I was hoping I would never have to write this. That no one would have to write this, ever. UNAIDS and civil society campaigners have had a special relationship of trust and collaboration. But now that relationship seems to have chipped. Irreparably, even.
Two shockingly contradictory statements have emerged after the adoption of the 2016 Political Declaration on HIV and AIDS by Member States of the UN at the recently concluded UN General Assembly Special Session last week.
In sharp contrast, campaigners from across the world have called the Political Declaration a "high-level failure". In a scathing statement issued by the global coalitions of civil society organizations, reflecting their disbelief and anger at the fatal omissions, they further called it "a significant set-back" and a "very weak" declaration.
The point of departure between these extreme viewpoints has been reported by The Guardian:
"UN member states have pledged to end the Aids epidemic by 2030, but campaigners say the strategy adopted by the 193-nation general assembly on Wednesday barely mentions those most at risk of contracting HIV/Aids: men who have sex with men, sex workers, transgender people and intravenous drug users."

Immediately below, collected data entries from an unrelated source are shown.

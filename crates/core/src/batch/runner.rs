//! Batch runner: discovery, job execution and aggregation.

use std::path::{Path, PathBuf};
use std::sync::Arc;
use std::time::{Duration, Instant};
use tokio::sync::{mpsc, Semaphore};
use tokio::task::JoinSet;
use tokio_util::sync::CancellationToken;
use tracing::{debug, error, info, warn};

use super::discovery::{discover_inputs, ensure_output_directory};
use super::error::{BatchError, JobError};
use super::types::{BatchEvent, JobOutcome, JobRecord, RunSummary, TranscodeResult};
use crate::encoder::{EncodeProgress, Encoder, TranscodeJob, TranscodeProfile};

/// Capacity of the per-job progress channel between encoder and runner.
const PROGRESS_BUFFER_SIZE: usize = 16;

/// Parameters of one batch run.
#[derive(Debug, Clone)]
pub struct BatchOptions {
    pub source_dir: PathBuf,
    pub output_dir: PathBuf,
    /// Eligible file extension, without the dot.
    pub extension: String,
    /// Maximum number of jobs running at once. 1 runs strictly in order.
    pub concurrency: usize,
    /// Per-job time limit.
    pub job_timeout: Option<Duration>,
    pub profile: TranscodeProfile,
}

impl BatchOptions {
    pub fn new(source_dir: impl Into<PathBuf>, output_dir: impl Into<PathBuf>) -> Self {
        Self {
            source_dir: source_dir.into(),
            output_dir: output_dir.into(),
            extension: "mp4".to_string(),
            concurrency: 1,
            job_timeout: None,
            profile: TranscodeProfile::default(),
        }
    }

    pub fn with_concurrency(mut self, concurrency: usize) -> Self {
        self.concurrency = concurrency;
        self
    }

    pub fn with_timeout(mut self, timeout: Duration) -> Self {
        self.job_timeout = Some(timeout);
        self
    }

    pub fn with_profile(mut self, profile: TranscodeProfile) -> Self {
        self.profile = profile;
        self
    }

    pub fn with_extension(mut self, extension: impl Into<String>) -> Self {
        self.extension = extension.into();
        self
    }
}

/// Runs one job to completion and measures the result.
///
/// On any failure the output file is removed, so a file left at
/// `job.output_path` always belongs to a successful job.
pub async fn run_job(
    encoder: &dyn Encoder,
    job: &TranscodeJob,
    timeout: Option<Duration>,
    progress_tx: Option<mpsc::Sender<EncodeProgress>>,
) -> Result<TranscodeResult, JobError> {
    let start = Instant::now();

    let result = encode_with_timeout(encoder, job, timeout, progress_tx).await;
    let result = match result {
        Ok(()) => measure(job, start).await,
        Err(e) => Err(e),
    };

    if result.is_err() {
        discard_partial_output(&job.output_path).await;
    }

    result
}

async fn encode_with_timeout(
    encoder: &dyn Encoder,
    job: &TranscodeJob,
    timeout: Option<Duration>,
    progress_tx: Option<mpsc::Sender<EncodeProgress>>,
) -> Result<(), JobError> {
    let encode = encoder.encode(job, progress_tx);
    match timeout {
        // Dropping the encode future on expiry kills the encoder process
        Some(limit) => match tokio::time::timeout(limit, encode).await {
            Ok(result) => result.map_err(JobError::from),
            Err(_) => Err(JobError::Timeout {
                timeout_secs: limit.as_secs(),
            }),
        },
        None => encode.await.map_err(JobError::from),
    }
}

async fn measure(job: &TranscodeJob, start: Instant) -> Result<TranscodeResult, JobError> {
    let output_meta = tokio::fs::metadata(&job.output_path)
        .await
        .map_err(|e| JobError::WriteFailed {
            path: job.output_path.clone(),
            source: e,
        })?;

    let input_size = match tokio::fs::metadata(&job.input.path).await {
        Ok(meta) => meta.len(),
        Err(e) => {
            debug!(file = %job.input.file_name, error = %e, "Using scan-time input size");
            job.input.size_bytes
        }
    };

    Ok(TranscodeResult::new(
        input_size,
        output_meta.len(),
        start.elapsed().as_millis() as u64,
    ))
}

async fn discard_partial_output(path: &Path) {
    match tokio::fs::remove_file(path).await {
        Ok(()) => debug!(path = %path.display(), "Removed partial output"),
        Err(e) if e.kind() == std::io::ErrorKind::NotFound => {}
        Err(e) => warn!(path = %path.display(), error = %e, "Failed to remove partial output"),
    }
}

/// Delivers a lifecycle event, waiting for room in the channel.
///
/// Only `JobProgress` is best effort. A closed receiver is ignored.
async fn notify(events: &Option<mpsc::Sender<BatchEvent>>, event: BatchEvent) {
    if let Some(tx) = events {
        if tx.send(event).await.is_err() {
            debug!("Event receiver dropped");
        }
    }
}

/// Drives a whole batch: scan, prepare, encode every file, summarize.
pub struct BatchRunner {
    encoder: Arc<dyn Encoder>,
    options: BatchOptions,
    events: Option<mpsc::Sender<BatchEvent>>,
    cancel: CancellationToken,
}

impl BatchRunner {
    pub fn new(encoder: Arc<dyn Encoder>, options: BatchOptions) -> Self {
        Self {
            encoder,
            options,
            events: None,
            cancel: CancellationToken::new(),
        }
    }

    /// Sends batch events to `tx`.
    ///
    /// Lifecycle events wait for the receiver. `JobProgress` is dropped when the
    /// channel is full.
    pub fn with_events(mut self, tx: mpsc::Sender<BatchEvent>) -> Self {
        self.events = Some(tx);
        self
    }

    /// Uses `cancel` to stop starting new jobs.
    pub fn with_cancellation(mut self, cancel: CancellationToken) -> Self {
        self.cancel = cancel;
        self
    }

    pub fn options(&self) -> &BatchOptions {
        &self.options
    }

    /// Runs the batch.
    ///
    /// Only directory-level problems are returned as errors. Per-file failures
    /// end up in the summary and never stop the remaining jobs.
    pub async fn run(&self) -> Result<RunSummary, BatchError> {
        let options = &self.options;
        let files = discover_inputs(&options.source_dir, &options.extension).await?;
        let total = files.len();
        info!(
            encoder = self.encoder.name(),
            source = %options.source_dir.display(),
            count = total,
            "Found video(s) to process"
        );
        notify(&self.events, BatchEvent::Discovered { total }).await;

        ensure_output_directory(&options.output_dir).await?;
        self.check_output_is_not_source().await?;

        let jobs: Vec<TranscodeJob> = files
            .into_iter()
            .enumerate()
            .map(|(index, file)| {
                TranscodeJob::new(index, file, &options.output_dir, options.profile.clone())
            })
            .collect();

        // Every job starts out with a record so a crashed task still yields one
        let mut records: Vec<JobRecord> = jobs
            .iter()
            .map(|job| JobRecord {
                index: job.index,
                file_name: job.input.file_name.clone(),
                input_path: job.input.path.clone(),
                output_path: job.output_path.clone(),
                input_size: job.input.size_bytes,
                outcome: JobOutcome::Failed {
                    reason: "job did not complete".to_string(),
                },
            })
            .collect();

        let semaphore = Arc::new(Semaphore::new(options.concurrency.max(1)));
        let mut tasks = JoinSet::new();

        for job in jobs {
            let permit = tokio::select! {
                biased;
                _ = self.cancel.cancelled() => None,
                permit = Arc::clone(&semaphore).acquire_owned() => permit.ok(),
            };

            let Some(permit) = permit else {
                info!(file = %job.input.file_name, "Batch cancelled, skipping");
                notify(
                    &self.events,
                    BatchEvent::JobSkipped {
                        index: job.index,
                        file_name: job.input.file_name.clone(),
                    },
                )
                .await;
                records[job.index].outcome = JobOutcome::Skipped;
                continue;
            };

            let encoder = Arc::clone(&self.encoder);
            let events = self.events.clone();
            let timeout = options.job_timeout;

            tasks.spawn(async move {
                let _permit = permit;
                let outcome = execute(encoder.as_ref(), &job, total, timeout, events).await;
                (job.index, outcome)
            });
        }

        while let Some(joined) = tasks.join_next().await {
            match joined {
                Ok((index, outcome)) => records[index].outcome = outcome,
                Err(e) => error!(error = %e, "Job task aborted"),
            }
        }

        let summary = RunSummary::from_records(
            options.source_dir.clone(),
            options.output_dir.clone(),
            records,
        );

        info!(
            attempted = summary.attempted,
            succeeded = summary.succeeded,
            failed = summary.failed,
            skipped = summary.skipped,
            "Batch finished"
        );
        notify(
            &self.events,
            BatchEvent::Finished {
                attempted: summary.attempted,
                succeeded: summary.succeeded,
                failed: summary.failed,
                skipped: summary.skipped,
            },
        )
        .await;

        Ok(summary)
    }

    async fn check_output_is_not_source(&self) -> Result<(), BatchError> {
        let output = tokio::fs::canonicalize(&self.options.output_dir)
            .await
            .map_err(|e| BatchError::scan(&self.options.output_dir, e))?;
        let source = tokio::fs::canonicalize(&self.options.source_dir)
            .await
            .map_err(|e| BatchError::scan(&self.options.source_dir, e))?;

        if output == source {
            return Err(BatchError::OutputIsSource { path: output });
        }
        Ok(())
    }
}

Has UNAIDS been caught napping? It is hard to believe that UNAIDS wasn't in the full know of this disaster before it unfolded.

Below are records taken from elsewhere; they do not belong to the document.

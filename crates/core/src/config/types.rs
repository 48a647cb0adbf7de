use serde::{Deserialize, Serialize};
use std::path::PathBuf;
use std::time::Duration;

use crate::batch::BatchOptions;
use crate::encoder::{EncoderConfig, TranscodeProfile};

/// Root configuration
#[derive(Debug, Clone, Default, PartialEq, Deserialize, Serialize)]
pub struct Config {
    #[serde(default)]
    pub paths: PathsConfig,
    #[serde(default)]
    pub batch: BatchConfig,
    #[serde(default)]
    pub profile: TranscodeProfile,
    #[serde(default)]
    pub encoder: EncoderConfig,
}

impl Config {
    /// Options for one batch run built from this configuration.
    pub fn batch_options(&self) -> BatchOptions {
        let mut options = BatchOptions::new(&self.paths.source_dir, &self.paths.output_dir)
            .with_concurrency(self.batch.concurrency)
            .with_extension(self.batch.extension.clone())
            .with_profile(self.profile.clone());
        if let Some(timeout) = self.batch.job_timeout() {
            options = options.with_timeout(timeout);
        }
        options
    }
}

/// Where videos are read from and written to
#[derive(Debug, Clone, PartialEq, Deserialize, Serialize)]
pub struct PathsConfig {
    #[serde(default = "default_source_dir")]
    pub source_dir: PathBuf,
    #[serde(default = "default_output_dir")]
    pub output_dir: PathBuf,
}

impl Default for PathsConfig {
    fn default() -> Self {
        Self {
            source_dir: default_source_dir(),
            output_dir: default_output_dir(),
        }
    }
}

fn default_source_dir() -> PathBuf {
    PathBuf::from("public")
}

fn default_output_dir() -> PathBuf {
    PathBuf::from("public/optimized-videos")
}

/// Batch execution settings
#[derive(Debug, Clone, PartialEq, Deserialize, Serialize)]
pub struct BatchConfig {
    /// Eligible file extension, without the dot (case-sensitive)
    #[serde(default = "default_extension")]
    pub extension: String,
    /// Jobs running at once (1 = sequential)
    #[serde(default = "default_concurrency")]
    pub concurrency: usize,
    /// Per-job timeout in seconds (0 = no timeout)
    #[serde(default)]
    pub timeout_secs: u64,
}

impl Default for BatchConfig {
    fn default() -> Self {
        Self {
            extension: default_extension(),
            concurrency: default_concurrency(),
            timeout_secs: 0,
        }
    }
}

impl BatchConfig {
    pub fn job_timeout(&self) -> Option<Duration> {
        (self.timeout_secs > 0).then(|| Duration::from_secs(self.timeout_secs))
    }
}

fn default_extension() -> String {
    "mp4".to_string()
}

fn default_concurrency() -> usize {
    1
}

Egypt, Iran, Saudi Arabia, Sudan, Indonesia, and the Holy See, among others, made sure that the final draft of the declaration was left with the very minimum explicit mention of gay and other men who have sex with men, people who use drugs, sex workers and transgender people. The heart of the HIV response was reduced to just one paragraph in a 26-page document. Member states who were disappointed with this were unable or unwilling to weigh in strongly enough to make the emphasis swing the other way.
Michel Sidibe, executive director of UNAIDS, explains this away as cultural sensitivities:
"I think anything linked to sexuality is very complex. Is it about taboo? Is it about norms? Is it about the position of people in the society? It's about so many factors, cultural factors, economic factors. That's why AIDS is so complex. It's not easy to deal with a political declaration when you're talking about HIV/AIDS. You're confronting different societies, different opinions."
Even if mild, this is officialese for an admission of defeat.
It was precisely because AIDS is so complex that UNAIDS, a whole new UN entity, was set up 20 years ago with the mandate to work with all other UN agencies and national governments, with a large budget and staff in every country. The mandate of UNAIDS was specifically this -- to set the normative benchmarks, to better understand and convey the complexities of the AIDS epidemic, to navigate the varying opinions and taboos, to champion the rights of marginalized/criminalized groups, and to negotiate with national governments on the basis of evidence with full knowledge of prevailing cultural sensitivities.
Let this setback be a lesson for those who announce premature victory over the AIDS epidemic and roll out headline grabbing, self-congratulatory media campaigns.
Didn't UNAIDS know that the countries mentioned above remain hostile to the mention of gay and other men who have sex with men, people who use drugs, sex workers, transgender people? During the whole protracted process leading up to the adoption of the political declaration, did UNAIDS take civil society into confidence about the possible fallout of these hostilities? What actions did UNAIDS take to prevent the shocking and fatal omissions that transpired finally when the document was adopted by the UN General Assembly?
Has UNAIDS been caught napping? It is hard to believe that UNAIDS wasn't in the full know of this disaster before it unfolded. Has UNAIDS failed in delivering its core mandate?
The International Council of AIDS Service Organizations (ICASO) emphasizes that the civil society organizations who were engaged in the long process leading up to the UNGASS in "good faith" now feels so let down by the "deliberate way" in which the Political Declaration ignored its recommendations that they have since issued a "Civil Society and Communities Declaration to End HIV" as if in defiance.
Activists and campaigners across the world take the Political Declaration on HIV and AIDS very seriously, as they should, because it reflects the intent of the entire global community, all national governments and civil society partners. This document, therefore, assumes the status of a road map for the next five years, its imperfections notwithstanding.
UNAIDS needs to redeem itself and become accountable to the people in whose name it exists.
Campaigners who have walked shoulder to shoulder with UNAIDS through all these years, giving validity and voice to UNAIDS' pronouncements, showing up to buttress every policy process initiated by UNAIDS, feel let down -- and have rejected the Political Declaration, calling it "stained by the absence of attention on gay and other men who have sex with men, people who inject drugs, sex workers and transgender people."
Let this setback be a lesson for those who announce premature victory over the AIDS epidemic and roll out headline grabbing, self-congratulatory media campaigns. UNAIDS needs to redeem itself and become accountable to the people in whose name it exists.